Down south it appears to be next to the ground. This layer is 2.5 mm advanced, striated, facets with some cupping noted. The wind crust located here in the low to mid 30 cm range is not always present. This particular pit represented a bias toward the top of a leeward loaded ridge. No CT’s or ECT’s were done due to the low angle slope. A propagation saw test may have provided some useful info (at least for propagation) for the sugar layer but darkness was just around the corner for us.

Figure 2 : Norway Basin, Jeff, a WAC observer, submitted this snow profile from the southern Wallowas

Average snow pack depths (depths vary wildly):

34" @ 8000 feet in the Northern and Eastern Wallowas

55" @ 8000 feet in the Southern Wallowas

Wallowa Mountain Weather Briefing:

We are working directly with the National Weather Service in Pendleton through special briefings to provide you with applicable local mountain weather information. You should always obtain a weather forecast from National Weather Service before undertaking any winter outdoor activities.

High pressure will remain entrenched over the Wallowa Mountains through the weekend. Temperatures will slowly get colder but mostly sunny skies will abound. There is an outside chance by Saturday that a temperature  inversion with associated fog  will develop in the Wallowa Valley but the Mountains as usual should stay above it all. Winds will be light from the north throughout the period. Temperatures at 8000 feet; daytime upper 20's and night low teens. Monday is the next chance of some very light snow.

General Announcements:

WAC will have a booth set up at the Winterfest Poker Run in Enterprise on January 9. Stop by and chat with us. See some of the tools an avalanche field practitioner uses to study the snow and some of the safety equipment you should always carry and know how to use when out there.

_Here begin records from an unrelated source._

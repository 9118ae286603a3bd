//! Return compounding and annualization.

use crate::{Error, Result};

/// Trading periods per year used for annualization and ratio scaling.
pub const TRADING_DAYS_PER_YEAR: usize = 252;

/// Lazily compound a return series.
///
/// Element `i` is `(1 + r[0]) * ... * (1 + r[i]) - 1`.
pub fn cumulative_returns(returns: &[f64]) -> impl Iterator<Item = f64> + '_ {
    growth_path(returns).map(|growth| growth - 1.0)
}

/// Compounded value of one unit after each period.
pub(crate) fn growth_path(returns: &[f64]) -> impl Iterator<Item = f64> + '_ {
    returns.iter().scan(1.0, |growth, r| {
        *growth *= 1.0 + r;
        Some(*growth)
    })
}

/// Total compounded return of a series: `Π(1 + r) - 1`.
///
/// An empty series has a cumulative return of zero.
pub fn cumulative_return(returns: impl AsRef<[f64]>) -> f64 {
    cumulative_returns(returns.as_ref()).last().unwrap_or(0.0)
}

/// Geometric annualized return.
///
/// With `G = Π(1 + r)` over `n` periods the result is
/// `G^(periods_per_year / n) - 1`.
///
/// # Errors
///
/// * `InsufficientData` for an empty series
/// * `DegenerateSeries` if compounded growth is negative (a period lost more than
///   everything), which has no real fractional power
pub fn geometric_annualized_return(
    returns: impl AsRef<[f64]>,
    periods_per_year: usize,
) -> Result<f64> {
    let returns = returns.as_ref();
    if returns.is_empty() {
        return Err(Error::InsufficientData(
            "cannot annualize an empty return series".to_string(),
        ));
    }

    let growth: f64 = returns.iter().map(|r| 1.0 + r).product();
    if growth < 0.0 {
        return Err(Error::DegenerateSeries(format!(
            "compounded growth is negative ({})",
            growth
        )));
    }

    let n = returns.len() as f64;
    Ok(growth.powf(periods_per_year as f64 / n) - 1.0)
}
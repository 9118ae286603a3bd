//! Run settings loaded from TOML.

use crate::portfolio::{MetricsOptions, TRADING_DAYS_PER_YEAR};
use crate::{Error, Result};
use serde::{Deserialize, Serialize};
use std::env;
use std::fs;
use std::path::{Path, PathBuf};

/// Settings for a metrics run.
///
/// Every field has a default, so a config file only needs the values it changes.
#[derive(Debug, Clone, Serialize, Deserialize, PartialEq)]
#[serde(default)]
pub struct Settings {
    /// Annual risk-free rate (e.g., 0.03 for 3%)
    pub risk_free_rate: f64,
    /// Periods per year used for annualization
    pub periods_per_year: usize,
    /// Benchmark asset identifier
    pub benchmark: String,
    /// Where the CSV report is written
    pub report_path: PathBuf,
    /// Allowed deviation of the weight total from 1.0
    pub weight_tolerance: f64,
}

impl Default for Settings {
    fn default() -> Self {
        Self {
            risk_free_rate: 0.0,
            periods_per_year: TRADING_DAYS_PER_YEAR,
            benchmark: "SPY".to_string(),
            report_path: PathBuf::from("reports/ROOT_Report_Data.csv"),
            weight_tolerance: 1e-6,
        }
    }
}

impl Settings {
    /// Get the default config file path.
    ///
    /// Default path: `~/.config/quant-report/config.toml`
    /// Can be overridden with `QUANT_REPORT_CONFIG` environment variable.
    pub fn default_path() -> PathBuf {
        if let Ok(path) = env::var("QUANT_REPORT_CONFIG") {
            return PathBuf::from(path);
        }

        directories::BaseDirs::new()
            .map(|dirs| dirs.home_dir().join(".config/quant-report/config.toml"))
            .unwrap_or_else(|| PathBuf::from("config.toml"))
    }

    /// Load settings from the default path.
    pub fn load() -> Result<Self> {
        Self::load_from_path(&Self::default_path())
    }

    /// Load settings from a specific path. A missing file yields the defaults.
    pub fn load_from_path(path: &Path) -> Result<Self> {
        if !path.exists() {
            tracing::debug!(path = %path.display(), "No config file, using defaults");
            return Ok(Self::default());
        }

        let content = fs::read_to_string(path)?;
        Self::from_toml(&content)
    }

    /// Parse and validate settings from TOML text.
    pub fn from_toml(content: &str) -> Result<Self> {
        let settings: Self = toml::from_str(content)?;
        settings.validate()?;
        Ok(settings)
    }

    /// Check value ranges.
    pub fn validate(&self) -> Result<()> {
        if !self.risk_free_rate.is_finite() {
            return Err(Error::Config(format!(
                "risk_free_rate must be finite, got {}",
                self.risk_free_rate
            )));
        }
        if self.periods_per_year == 0 {
            return Err(Error::Config(
                "periods_per_year must be positive".to_string(),
            ));
        }
        if !self.weight_tolerance.is_finite() || self.weight_tolerance < 0.0 {
            return Err(Error::Config(format!(
                "weight_tolerance must be a non-negative number, got {}",
                self.weight_tolerance
            )));
        }
        if self.benchmark.trim().is_empty() {
            return Err(Error::Config("benchmark must not be empty".to_string()));
        }
        Ok(())
    }

    /// Options passed to the metrics pipeline.
    pub fn metrics_options(&self) -> MetricsOptions {
        MetricsOptions {
            periods_per_year: self.periods_per_year,
            weight_tolerance: self.weight_tolerance,
        }
    }
}
//! Local price file loading.
//!
//! Price files are JSON objects mapping asset identifiers to observation lists:
//!
//! ```json
//! {
//!   "SPY": [{"date": "2024-01-02", "price": 472.65}, {"date": "2024-01-03", "price": 468.79}],
//!   "QQQ": [{"date": "2024-01-02", "price": 402.52}, {"date": "2024-01-03", "price": 398.08}]
//! }
//! ```

use crate::types::{normalize_asset, PriceMap, PriceSeries};
use crate::{Error, Result};
use chrono::NaiveDate;
use std::collections::BTreeMap;
use std::fs;
use std::path::Path;

/// Parse a price map from JSON text. Asset identifiers are normalized.
pub fn parse_prices(content: &str) -> Result<PriceMap> {
    let raw: BTreeMap<String, PriceSeries> = serde_json::from_str(content)?;

    let mut prices = PriceMap::new();
    for (asset, series) in raw {
        let asset = normalize_asset(&asset);
        if prices.insert(asset.clone(), series).is_some() {
            return Err(Error::InvalidInput(format!(
                "asset {} appears more than once",
                asset
            )));
        }
    }
    Ok(prices)
}

/// Load a price map from a JSON file.
pub fn load_prices(path: &Path) -> Result<PriceMap> {
    let content = fs::read_to_string(path)?;
    let prices = parse_prices(&content)?;
    tracing::debug!(path = %path.display(), assets = prices.len(), "Loaded price file");
    Ok(prices)
}

/// Restrict every series to `start <= date < end`.
pub fn window_prices(
    prices: &PriceMap,
    start: Option<NaiveDate>,
    end: Option<NaiveDate>,
) -> PriceMap {
    prices
        .iter()
        .map(|(asset, series)| (asset.clone(), series.window(start, end)))
        .collect()
}
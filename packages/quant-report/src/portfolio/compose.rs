//! Weighted portfolio return composition.

use super::align::AlignedReturns;
use crate::types::{ReturnSeries, WeightMap};
use crate::{Error, Result};

/// Combine aligned per-asset returns into one portfolio return series.
///
/// For each date the portfolio return is the sum over weighted assets of
/// `asset_return * weight`. Weights are applied as given: they are not
/// normalized here, and a map that does not sum to 1 scales the series.
/// Callers that need the summation check should run [`WeightMap::validate`]
/// first (as [`super::compute_metrics`] does).
///
/// # Errors
///
/// * `MissingAsset` if a weighted asset has no column in `returns`
/// * `InvalidWeights` if a weight is not finite
pub fn compose_portfolio(returns: &AlignedReturns, weights: &WeightMap) -> Result<ReturnSeries> {
    let mut portfolio = vec![0.0; returns.len()];

    for (asset, weight) in weights.iter() {
        if !weight.is_finite() {
            return Err(Error::InvalidWeights(format!(
                "weight for {} is not finite ({})",
                asset, weight
            )));
        }

        let column = returns
            .column(asset)
            .ok_or_else(|| Error::MissingAsset(asset.to_string()))?;

        for (acc, r) in portfolio.iter_mut().zip(column) {
            *acc += r * weight;
        }
    }

    ReturnSeries::new(returns.dates().to_vec(), portfolio)
}

#[cfg(test)]
mod tests {
    use super::*;
    use crate::portfolio::align::align_returns;
    use crate::types::{PriceMap, PriceSeries};
    use approx::assert_abs_diff_eq;
    use chrono::NaiveDate;

    fn d(day: u32) -> NaiveDate {
        NaiveDate::from_ymd_opt(2024, 5, day).unwrap()
    }

    /// Prices whose returns are exactly `returns`, starting at 100.
    fn prices_for(returns: &[f64]) -> PriceSeries {
        let mut price = 100.0;
        let mut pairs = vec![(d(1), price)];
        for (i, r) in returns.iter().enumerate() {
            price *= 1.0 + r;
            pairs.push((d(i as u32 + 2), price));
        }
        PriceSeries::from_pairs(pairs).unwrap()
    }

    fn aligned(a: &[f64], b: &[f64]) -> AlignedReturns {
        let mut prices = PriceMap::new();
        prices.insert("A".to_string(), prices_for(a));
        prices.insert("B".to_string(), prices_for(b));
        align_returns(&prices, &["A", "B"]).unwrap()
    }

    #[test]
    fn test_equal_weight_composition() {
        let returns = aligned(&[0.02, 0.02], &[0.0, 0.0]);
        let weights = WeightMap::from_pairs([("A", 0.5), ("B", 0.5)]);

        let portfolio = compose_portfolio(&returns, &weights).unwrap();

        assert_eq!(portfolio.dates(), returns.dates());
        assert_eq!(portfolio.len(), 2);
        assert_abs_diff_eq!(portfolio.values()[0], 0.01, epsilon = 1e-12);
        assert_abs_diff_eq!(portfolio.values()[1], 0.01, epsilon = 1e-12);
    }

    #[test]
    fn test_weights_applied_without_normalization() {
        let returns = aligned(&[0.10], &[0.20]);
        let weights = WeightMap::from_pairs([("A", 1.0), ("B", 1.0)]);

        let portfolio = compose_portfolio(&returns, &weights).unwrap();
        assert_abs_diff_eq!(portfolio.values()[0], 0.30, epsilon = 1e-12);
    }

    #[test]
    fn test_only_weighted_assets_contribute() {
        let returns = aligned(&[0.10], &[-0.50]);
        let weights = WeightMap::from_pairs([("A", 1.0)]);

        let portfolio = compose_portfolio(&returns, &weights).unwrap();
        assert_abs_diff_eq!(portfolio.values()[0], 0.10, epsilon = 1e-12);
    }

    #[test]
    fn test_missing_asset() {
        let returns = aligned(&[0.01], &[0.02]);
        let weights = WeightMap::from_pairs([("A", 0.5), ("ZZZ", 0.5)]);

        let result = compose_portfolio(&returns, &weights);
        assert!(matches!(result, Err(Error::MissingAsset(ref a)) if a == "ZZZ"));
    }

    #[test]
    fn test_non_finite_weight() {
        let returns = aligned(&[0.01], &[0.02]);
        let weights = WeightMap::from_pairs([("A", f64::INFINITY)]);

        let result = compose_portfolio(&returns, &weights);
        assert!(matches!(result, Err(Error::InvalidWeights(_))));
    }
}
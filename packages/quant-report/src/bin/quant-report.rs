//! Quant Report CLI - Portfolio metrics snapshot from local price data.
//!
//! Prints JSON on stdout for tool integration and writes the CSV report.
//! Logs go to stderr (`RUST_LOG` controls verbosity).

use anyhow::{anyhow, Context};
use chrono::NaiveDate;
use clap::{Parser, Subcommand};
use quant_report::{
    compute_metrics_with,
    prices::{load_prices, window_prices},
    profiles::{get_profile, list_profiles, resolve_profile, DEFAULT_PROFILE},
    ApiResponse, MetricsReport, Settings, WeightMap,
};
use serde_json::json;
use std::path::PathBuf;
use std::process::ExitCode;
use tracing_subscriber::{layer::SubscriberExt, util::SubscriberInitExt, EnvFilter};

#[derive(Parser)]
#[command(name = "quant-report")]
#[command(about = "Portfolio return and risk report versus a benchmark")]
#[command(version)]
struct Cli {
    /// Config file (defaults to ~/.config/quant-report/config.toml)
    #[arg(long, global = true)]
    config: Option<PathBuf>,

    #[command(subcommand)]
    command: Commands,
}

#[derive(Subcommand)]
enum Commands {
    /// Compute metrics for a portfolio
    Run {
        /// JSON price file ({"ASSET": [{"date": "YYYY-MM-DD", "price": 1.0}, ...]})
        #[arg(short, long)]
        prices: PathBuf,
        /// Manual weights in percent, e.g. "QQQ=60,IEF=40" (total = 100)
        #[arg(short, long, conflicts_with = "profile")]
        weights: Option<String>,
        /// Risk profile for equal-weight auto mode (low/medium/high)
        #[arg(long)]
        profile: Option<String>,
        /// Benchmark asset
        #[arg(short, long)]
        benchmark: Option<String>,
        /// Annual risk-free rate (e.g. 0.03 for 3%)
        #[arg(short, long)]
        risk_free_rate: Option<f64>,
        /// First date included (YYYY-MM-DD)
        #[arg(long)]
        start: Option<NaiveDate>,
        /// First date excluded (YYYY-MM-DD)
        #[arg(long)]
        end: Option<NaiveDate>,
        /// CSV report path
        #[arg(short, long)]
        output: Option<PathBuf>,
    },
    /// Risk profile commands
    Profile {
        #[command(subcommand)]
        action: ProfileAction,
    },
}

#[derive(Subcommand)]
enum ProfileAction {
    /// List available profiles
    List,
    /// Get profile details
    Get {
        /// Profile ID
        #[arg(short, long)]
        id: String,
    },
}

/// Log filter used when `RUST_LOG` is unset.
const DEFAULT_LOG_FILTER: &str = "info";

fn main() -> ExitCode {
    tracing_subscriber::registry()
        .with(
            EnvFilter::try_from_default_env()
                .unwrap_or_else(|_| EnvFilter::new(DEFAULT_LOG_FILTER)),
        )
        .with(tracing_subscriber::fmt::layer().with_writer(std::io::stderr))
        .init();

    let cli = Cli::parse();

    let (output, code) = match run(cli) {
        Ok(data) => (to_json(&ApiResponse::ok(data)), ExitCode::SUCCESS),
        Err(e) => {
            tracing::error!("{:#}", e);
            (
                to_json(&ApiResponse::<()>::err(format!("{:#}", e))),
                ExitCode::FAILURE,
            )
        }
    };

    println!("{}", output);
    code
}

fn to_json<T: serde::Serialize>(response: &ApiResponse<T>) -> String {
    serde_json::to_string_pretty(response)
        .unwrap_or_else(|e| format!("{{\"ok\":false,\"error\":\"{}\"}}", e))
}

fn run(cli: Cli) -> anyhow::Result<serde_json::Value> {
    let settings = match &cli.config {
        Some(path) => Settings::load_from_path(path),
        None => Settings::load(),
    }
    .context("loading settings")?;

    match cli.command {
        Commands::Run {
            prices,
            weights,
            profile,
            benchmark,
            risk_free_rate,
            start,
            end,
            output,
        } => handle_run(
            settings,
            RunArgs {
                prices,
                weights,
                profile,
                benchmark,
                risk_free_rate,
                start,
                end,
                output,
            },
        ),
        Commands::Profile { action } => handle_profile(action),
    }
}

struct RunArgs {
    prices: PathBuf,
    weights: Option<String>,
    profile: Option<String>,
    benchmark: Option<String>,
    risk_free_rate: Option<f64>,
    start: Option<NaiveDate>,
    end: Option<NaiveDate>,
    output: Option<PathBuf>,
}

fn handle_run(settings: Settings, args: RunArgs) -> anyhow::Result<serde_json::Value> {
    let benchmark = args.benchmark.unwrap_or_else(|| settings.benchmark.clone());
    let risk_free_rate = args.risk_free_rate.unwrap_or(settings.risk_free_rate);
    let report_path = args.output.unwrap_or_else(|| settings.report_path.clone());

    let (mode, weights) = match args.weights {
        Some(spec) => ("manual", parse_weights(&spec)?),
        None => {
            let profile = resolve_profile(args.profile.as_deref().unwrap_or(DEFAULT_PROFILE));
            tracing::info!(
                profile = %profile.id,
                assets = ?profile.assets,
                "Auto portfolio with equal weights"
            );
            ("auto", profile.equal_weights())
        }
    };

    let prices = load_prices(&args.prices)
        .with_context(|| format!("reading prices from {}", args.prices.display()))?;
    let prices = window_prices(&prices, args.start, args.end);

    let result = compute_metrics_with(
        &prices,
        &weights,
        &benchmark,
        risk_free_rate,
        &settings.metrics_options(),
    )?;

    let report = MetricsReport::from_result(&result, &benchmark);
    report
        .write_csv(&report_path)
        .with_context(|| format!("writing report to {}", report_path.display()))?;

    Ok(json!({
        "mode": mode,
        "weights": weights,
        "benchmark": report.benchmark,
        "risk_free_rate": risk_free_rate,
        "metrics": result,
        "report": report.rows,
        "report_path": report_path,
    }))
}

/// Parse "ASSET=PERCENT,..." into fractional weights.
fn parse_weights(spec: &str) -> anyhow::Result<WeightMap> {
    let mut pairs = Vec::new();
    for entry in spec.split(',').map(str::trim).filter(|e| !e.is_empty()) {
        let (asset, pct) = entry
            .split_once('=')
            .ok_or_else(|| anyhow!("weight entry '{}' must look like ASSET=PERCENT", entry))?;
        let pct: f64 = pct
            .trim()
            .parse()
            .with_context(|| format!("invalid weight for {}", asset.trim()))?;
        pairs.push((asset.trim().to_string(), pct));
    }
    Ok(WeightMap::from_percentages(pairs))
}

fn handle_profile(action: ProfileAction) -> anyhow::Result<serde_json::Value> {
    match action {
        ProfileAction::List => Ok(json!({ "profiles": list_profiles() })),
        ProfileAction::Get { id } => Ok(serde_json::to_value(get_profile(&id)?)?),
    }
}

Place January 12th (Tuesday) at 6 pm on your calendar. A visiting Avalanche Forecaster from the Payette Avalanche Center will present an Avalanche Awareness Safety Seminar. Cool photos, short wild video clips and a talk  will highlight the dangers out there and then he’ll discuss how to become Avy Savvy to avoid these dangers and be able to more safely enjoy our mountains. He’ll even bring some props that show with a special sand-like material why one snow layer slides on another. Joseph Community Center, AND IT’S FREE!!!!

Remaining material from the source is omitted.